A close look at the report also indicates that previously considered methods of immobilization by underground burial are not now approved or available for weapons plutonium.

Because of the longstanding debate about plutonium disposition, it’s a little odd that these significant NAS results have not gotten more public attention. I’ve been following this issue for years, partly in connection with a book being prepared with some colleagues about Cold-War nuclear arsenals and legacies, yet it was only this year (2001) that I noticed the July 1999 "Interim Report." No final report is available, although it was scheduled for the Fall of 1999.

It seems strange that all three of their significant conclusions–regarding MOX burning, immobilization, and demilitarization–are only published in an unheralded interim report. It is hard not to wonder whether the apparently imminent final report was not issued because it was considered ideologically unacceptable in certain quarters.

CISAC adopted for their 1999 review a systematic methodology to compare options for plutonium disposal. Perhaps because it is only "interim," the 1999 report is difficult to read and understand, with many of its important findings rather obscure or relegated to footnotes. It is not a simple matter to sort through the jargon, but a careful reading indicates that today's state of the art does not permit the spent-fuel standard to be met through immobilization (either by vitrification or can-in-canister).

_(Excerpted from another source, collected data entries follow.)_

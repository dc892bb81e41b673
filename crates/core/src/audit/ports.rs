//! Port interface for durable audit storage

use async_trait::async_trait;
use oncovista_domain::AuditRecord;
use thiserror::Error;

/// Failure to hand a record to the durable sink. Never reaches callers of
/// the retrieval engine.
#[derive(Debug, Clone, Error, PartialEq, Eq)]
pub enum SinkError {
    #[error("audit sink unavailable: {0}")]
    Unavailable(String),
}

/// Destination for audit records (webhook, log file, ...).
#[async_trait]
pub trait AuditSink: Send + Sync {
    /// Deliver one record. Best effort; the dispatcher logs and drops failures.
    async fn send(&self, record: &AuditRecord) -> Result<(), SinkError>;
}
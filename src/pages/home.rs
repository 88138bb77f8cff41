use leptos::prelude::*;

use crate::components::graph_highlight::HighlightedGraph;

/// Package dependency graph as laid out by `dot -Tsvg`.
const SAMPLE_GRAPH: &str = include_str!("sample_graph.svg");

/// Default Home Page
#[component]
pub fn Home() -> impl IntoView {
	let graph_svg = Signal::derive(move || SAMPLE_GRAPH.to_string());

	view! {
		<ErrorBoundary fallback=|errors| {
			view! {
				<h1>"Uh oh! Something went wrong!"</h1>

				<p>"Errors: "</p>
				<ul>
					{move || {
						errors
							.get()
							.into_iter()
							.map(|(_, e)| view! { <li>{e.to_string()}</li> })
							.collect_view()
					}}
				</ul>
			}
		}>

			<div class="graph-page">
				<div class="graph-overlay">
					<h1>"Package Dependencies"</h1>
					<p class="subtitle">
						"Click a package name to highlight what it requires (red) and what requires it (blue)."
					</p>
				</div>
				<HighlightedGraph svg=graph_svg />
			</div>
		</ErrorBoundary>
	}
}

Those of us who have long been calling attention to the advantages of isotopic "denaturing" of weapons plutonium can find some satisfaction in a footnote (no. 13) in the CISAC report. For the first time in print, the official body explicitly acknowledges that any attempt to insert isotopically demilitarized plutonium in existing weapon configurations would be "likely" to run into an abundance of difficulties, such as "design modifications and . . . new nuclear-explosive tests . . . to confirm that the change in isotopic composition had not unacceptably degraded performance."

The chairperson of CISAC, John Holdren, explained his own views about reactor-grade plutonium in an article he wrote for The Bulletin of the Atomic Scientists in 1997:

. . .because the isotopics are different, weapons using this plutonium would have to be redesigned, which would require nuclear tests. That means the path to reuse of spent fuel would be more difficult technically and politically–as well as easier to detect–than reusing weapons plutonium extracted from glass.

Thus the Committee has definitively embraced the proposition that demilitarized plutonium is really not useful for making military-quality weapons. This has important implications in evaluating treaty-breakout scenarios for nuclear-weapons states after deep cuts in arsenals have taken place. The report now effectively supports the contention that isotopic demilitarization would make plutonium inherently unsuitable for rapid recovery into weapons. Demilitarized plutonium is more securely protected against reversal into high-quality weapons than is buried "immobilized" plutonium that has not been put through a reactor fuel cycle.

After deciphering the oblique vocabulary of the report, it looks as though the Academy is saying not only that MOX irradiation (which results in chemical, metallurgical, and isotopic demilitarization of plutonium) meets the disposition standard, but that irradiation in reactors is the only practical way currently available to dispose of weapons plutonium.

Am I the only one who has noticed this progress?

Alexander DeVolpi

Retired from Argonne National Laboratory

21302 W. Monterrey Dr., Plainfield, IL 60544

waterfox@westerncom.net

 

 

References:

  1. Committee on International Security and Arms Control, National Academy of Sciences, "Interim Report for the US Dept. of Energy by the Panel to Review the Spent-Fuel Standard for Disposition of Weapons Plutonium"http://nationalacademies.org (July, 1999).
  2. A. DeVolpi, V.E. Minkov, V.A. Simonenko and G.S. Stanford, Nuclear Shadowboxing: Myths, Realities, and Legacies of Cold War Weaponry (unpublished).
  3. J.P. Holdren, "Work with Russia", The Bulletin of the Atomic Scientists (Mar/Apr, 1997).
  4. A. DeVolpi, "The Physics and Policy of Plutonium Disposition", Physics and Society, Vol. 23, no. 4 (1994), "A Coverup of Nuclear Test Information", Physics and Society (Oct. 1996).